The receiving frequency is always constant without undergoing Doppler shift, and potential errors associated with measurements using diffusely reflected waves are eliminated.

[Brief explanation of the drawing]

FIG. 1 is a block diagram showing the configuration of a road surface condition detection device according to an embodiment of the present invention, FIG. 2 is a graph showing the relationship between the signal strength of specularly reflected waves and road surface roughness, and FIG. 3 is a graph showing the relationship between the signal strength of specularly reflected waves and road surface roughness. A graph showing the relationship between signal strength and road surface roughness, Fig. 4 is a graph showing the reception sensitivity of the ultrasonic receiver, and Fig. 5 shows the orientation of the transmitter and receiver in the road surface condition detection device according to the present invention.

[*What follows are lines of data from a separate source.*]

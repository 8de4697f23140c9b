use std::sync::{Arc, RwLock};

use tracing::{debug, info};

use crate::authorizer::{CompiledPolicy, authorize, compile_set};
use crate::batch::{self, BatchOptions, BatchRequest, BatchResult, BatchStats};
use crate::error::PolicyError;
use crate::eval::Environment;
use crate::hierarchy::HierarchyCache;
use crate::types::{EntityStore, PolicyId, PolicySet, Request, Response, Value};

/// The main engine handle. Cloneable and thread-safe.
///
/// Policies are compiled once when loaded. Each call takes a snapshot of the
/// current set, so a reload never blocks on or changes an evaluation that is
/// already running.
#[derive(Clone)]
pub struct PolicyEngine {
    inner: Arc<RwLock<Arc<Vec<CompiledPolicy>>>>,
}

impl PolicyEngine {
    pub fn new(policies: PolicySet) -> Self {
        let compiled = compile_set(&policies);
        info!(event = "Engine", phase = "Load", policies = compiled.len());
        PolicyEngine {
            inner: Arc::new(RwLock::new(Arc::new(compiled))),
        }
    }

    /// Replaces the policy set.
    pub fn reload(&self, policies: PolicySet) -> Result<(), PolicyError> {
        let compiled = compile_set(&policies);
        info!(event = "Engine", phase = "Reload", policies = compiled.len());
        *self.inner.write()? = Arc::new(compiled);
        Ok(())
    }

    /// Ids of the loaded policies, in declaration order.
    pub fn policies(&self) -> Result<Vec<PolicyId>, PolicyError> {
        let snapshot = self.snapshot()?;
        Ok(snapshot.iter().map(|p| p.id().clone()).collect())
    }

    fn snapshot(&self) -> Result<Arc<Vec<CompiledPolicy>>, PolicyError> {
        Ok(Arc::clone(&*self.inner.read()?))
    }

    pub fn is_authorized(
        &self,
        store: &dyn EntityStore,
        request: &Request,
    ) -> Result<Response, PolicyError> {
        debug!(
            event = "Request",
            phase = "Evaluation",
            principal = request.principal.to_string(),
            action = request.action.to_string(),
            resource = request.resource.to_string(),
            context = request.context.to_string()
        );

        if !matches!(request.context, Value::Record(_)) {
            return Err(PolicyError::RequestTypeError(format!(
                "context must be a record, got {}",
                request.context.type_of()
            )));
        }

        let policies = self.snapshot()?;
        let hierarchy = HierarchyCache::new();
        let env = Environment::new(store, request, &hierarchy);
        let response = authorize(policies.iter(), &env);

        debug!(
            event = "Request",
            phase = "Result",
            decision = response.decision.to_string(),
            reasons = response.diagnostics.reasons.len(),
            errors = response.diagnostics.errors.len()
        );
        Ok(response)
    }

    /// Evaluates every combination of candidate values in `request`, calling
    /// `callback` once per combination.
    ///
    /// Stops with [`PolicyError::Cancelled`] when the cancel token in
    /// `options` fires; results already passed to `callback` stand.
    pub fn batch_authorize<F>(
        &self,
        store: &dyn EntityStore,
        request: &BatchRequest,
        options: &BatchOptions,
        callback: F,
    ) -> Result<BatchStats, PolicyError>
    where
        F: FnMut(BatchResult),
    {
        let policies = self.snapshot()?;
        let stats = batch::run(&policies, store, request, options, callback)?;
        debug!(
            event = "Batch",
            phase = "Result",
            leaves = stats.leaves,
            pruned = stats.pruned_policies,
            prune_us = stats.prune_time.as_micros() as u64,
            eval_us = stats.eval_time.as_micros() as u64
        );
        Ok(stats)
    }
}

#[cfg(test)]
mod tests;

The top view, Figures 6 and 7 show the mounting angles of the transmitter and receiver at θ-0, respectively.
9 is a graph showing the influence of vehicle speed on the detection signal strength when `` and θ-90''. For road surfaces 0 silk 2 1 @ surface roughness figure 3

Claims (2)

[Claims] (1) comprising a transmitting means for transmitting ultrasonic waves toward the road surface, a receiving means for receiving the ultrasonic waves diffusely reflected from the road surface, and a detecting means for detecting the intensity of the received diffusely reflected waves,
A road surface condition detection device that detects a road surface condition based on the intensity. (2) In the road surface condition detection device according to claim 1, the transmitting means transmits ultrasonic waves in a direction substantially perpendicular to the direction of travel of the vehicle, and the receiving means transmits ultrasonic waves from a direction substantially perpendicular to the direction of travel of the vehicle. A road surface condition detection device characterized in that each is provided so as to receive the following information.